Re: [PATCH v5] random: clear fast pool, crng, and batches in cpuhp bring up

From: Sebastian Andrzej Siewior
Date: Thu Feb 17 2022 - 12:44:45 EST


On 2022-02-17 13:27:29 [+0100], Jason A. Donenfeld wrote:
> Sebastian - this v5 finally follows your suggestion about what
> operations to do at which phase. The only deviation from your exact
> suggestion is that I'm not checking for MIX_INFLIGHT in the online
> handler, and instead just unconditionally zero it out. I think that's an
> acceptable tradeoff to make for simplicity, and it just means we'll
> accumulate even more entropy, which is fine. Hopefully this is an easy
> ack and has no more pitfalls! -Jason

So I think this is the latest, right?

What do you think about this small comment update? :)

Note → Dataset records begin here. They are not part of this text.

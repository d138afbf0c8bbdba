// Copyright 2025-present Harīṣh Tummalachērla
// SPDX-License-Identifier: Apache-2.0

//! Terminal rendering for verdicts and pruned search trees.
//!
//! Plain ANSI, no theme engine: green for branches that stay alive, red
//! for pruned ones, dim for the assertion annotations. Respects `NO_COLOR`
//! and falls back to plain text when stdout is not a TTY, so piping a
//! report into a file stays clean.

use auditree::{Assertion, CandidateVerdict, VerificationTree};
use std::sync::OnceLock;

const RESET: &str = "\x1b[0m";
const BOLD: &str = "\x1b[1m";
const DIM: &str = "\x1b[2m";
const RED: &str = "\x1b[31m";
const GREEN: &str = "\x1b[32m";
const YELLOW: &str = "\x1b[33m";

static COLOR: OnceLock<bool> = OnceLock::new();

fn color_enabled() -> bool {
    *COLOR.get_or_init(|| {
        std::env::var_os("NO_COLOR").is_none() && atty::is(atty::Stream::Stdout)
    })
}

fn paint(text: &str, code: &str) -> String {
    if color_enabled() {
        format!("{}{}{}", code, text, RESET)
    } else {
        text.to_string()
    }
}

/// Candidate name from problem metadata, falling back to the bare index.
pub fn candidate_label(metadata: &serde_json::Value, candidate: u32) -> String {
    metadata
        .get("candidates")
        .and_then(|names| names.get(candidate as usize))
        .and_then(|name| name.as_str())
        .map_or_else(|| candidate.to_string(), str::to_string)
}

/// One line summarizing a candidate's verdict.
pub fn verdict_line(metadata: &serde_json::Value, verdict: &CandidateVerdict) -> String {
    let label = candidate_label(metadata, verdict.candidate.get());
    if verdict.ruled_out {
        format!(
            "  {} {} ({} nodes, depth {})",
            paint("ruled out", GREEN),
            paint(&label, BOLD),
            verdict.nodes_visited,
            verdict.max_depth
        )
    } else {
        let counterexample = verdict
            .counterexample
            .as_ref()
            .map(|suffix| format!("{:?}", suffix))
            .unwrap_or_default();
        format!(
            "  {} {} — uncontradicted completion {}",
            paint("NOT ruled out", RED),
            paint(&label, BOLD),
            paint(&counterexample, YELLOW)
        )
    }
}

/// Render a pruned search tree, one node per line.
///
/// Reads bottom-up like the suffixes do: the root is the hypothesized
/// final survivor, each level below it one elimination earlier.
pub fn render_tree(
    tree: &VerificationTree,
    assertions: &[Assertion],
    metadata: &serde_json::Value,
) -> String {
    let mut out = String::new();
    render_node(tree, assertions, metadata, VerificationTree::ROOT, "", true, &mut out);
    out
}

fn render_node(
    tree: &VerificationTree,
    assertions: &[Assertion],
    metadata: &serde_json::Value,
    index: usize,
    prefix: &str,
    last: bool,
    out: &mut String,
) {
    let node = tree.node(index);
    let label = candidate_label(metadata, node.candidate.get());
    let connector = if node.parent.is_none() {
        ""
    } else if last {
        "└─ "
    } else {
        "├─ "
    };
    let annotation = if node.pruning_assertions.is_empty() {
        if node.valid && node.children.is_empty() {
            paint("survives", GREEN)
        } else {
            String::new()
        }
    } else {
        let reasons: Vec<String> = node
            .pruning_assertions
            .iter()
            .map(|&assertion| format!("#{} {}", assertion, assertions[assertion]))
            .collect();
        paint(&format!("✗ {}", reasons.join("; ")), RED)
    };
    out.push_str(&format!(
        "{}{}{}{}{}\n",
        prefix,
        connector,
        paint(&label, BOLD),
        if annotation.is_empty() { "" } else { "  " },
        annotation
    ));
    let child_prefix = if node.parent.is_none() {
        String::new()
    } else if last {
        format!("{}   ", prefix)
    } else {
        format!("{}│  ", prefix)
    };
    let count = node.children.len();
    for (position, &child) in node.children.iter().enumerate() {
        render_node(
            tree,
            assertions,
            metadata,
            child,
            &child_prefix,
            position + 1 == count,
            out,
        );
    }
}

/// Dim helper for secondary report lines.
pub fn dim(text: &str) -> String {
    paint(text, DIM)
}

diff --git a/drivers/char/random.c b/drivers/char/random.c
index 373af789da7ab..3fb14ac1074c5 100644
--- a/drivers/char/random.c
+++ b/drivers/char/random.c
@@ -698,10 +698,6 @@ u32 get_random_u32(void)
EXPORT_SYMBOL(get_random_u32);

#ifdef CONFIG_SMP
-/*
- * This function is called by the cpuhp system, wired up via the large
- * static array in kernel/cpu.c, with the entry CPUHP_RANDOM_PREPARE.
- */
int random_prepare_cpu(unsigned int cpu)
{
/*
@@ -1238,17 +1234,18 @@ static void fast_mix(u32 pool[4])
static DEFINE_PER_CPU(struct fast_pool, irq_randomness);

#ifdef CONFIG_SMP
-/*
- * This function is called by the cpuhp system, wired up via the large
- * static array in kernel/cpu.c, with the entry CPUHP_AP_RANDOM_ONLINE.
- */
int random_online_cpu(unsigned int cpu)
{
/*
- * Set irq randomness count to zero so that new accumulated
- * irqs are fresh, and more importantly, so that its worker
- * is permitted to schedule again when it comes back online,
- * since the MIX_INFLIGHT flag will be cleared.
+ * This function is invoked while the CPU is comming up, after workqueue
+ * subsystem has been fully initialized for this CPU.
+ *
+ * During CPU bring up and shutdown way may schedule a worker
+ * (and set MIX_INFLIGHT) which will run another CPU because workqueues
+ * were not yet ready for this CPU. In this case the worker will
+ * recognize that it runs on the wrong CPU and do nothing.
+ * Therefore count is set unconditionally to zero which will permit
+ * to schedule a new worker soon.
*/
per_cpu_ptr(&irq_randomness, cpu)->count = 0;
return 0;


> --- a/drivers/char/random.c
> +++ b/drivers/char/random.c
> @@ -697,6 +697,25 @@ u32 get_random_u32(void)
> }
> EXPORT_SYMBOL(get_random_u32);
>
> +#ifdef CONFIG_SMP
> +/*
> + * This function is called by the cpuhp system, wired up via the large
> + * static array in kernel/cpu.c, with the entry CPUHP_RANDOM_PREPARE.
> + */
> +int random_prepare_cpu(unsigned int cpu)
> +{
> + /*
> + * When the cpu comes back online, immediately invalidate both
> + * the per-cpu crng and all batches, so that we serve fresh
> + * randomness.
> + */
> + per_cpu_ptr(&crngs, cpu)->generation = ULONG_MAX;
> + per_cpu_ptr(&batched_entropy_u32, cpu)->position = UINT_MAX;
> + per_cpu_ptr(&batched_entropy_u64, cpu)->position = UINT_MAX;

This runs before the CPU is up. Could you do the initialisation right
now?
My problem here is that if this (get_random_u32()) is used between
CPUHP_AP_IDLE_DEAD and CPUHP_TEARDOWN_CPU then the initialisation will
happen on the target CPU with disabled interrupts. And will acquire a
sleeping lock (batched_entropy_u32.lock).

You could perform the initialization cross CPU without the lock because
the CPU itself isn't ready yet. Something like
batch = per_cpu_ptr(&batched_entropy_u32, cpu);
_get_random_bytes(batch->entropy_u32, sizeof(batch->entropy_u32));
batch->position = 0;
batch->generation = next_gen;

should do the job. Plus u64 and I haven't figured out the generation
thingy but I suspect that a sleeping lock is involved.

I did not check if this is a problem on PREEMPT_RT yet but it may become
later one (if we get a user in the hotplug path).

Sebastian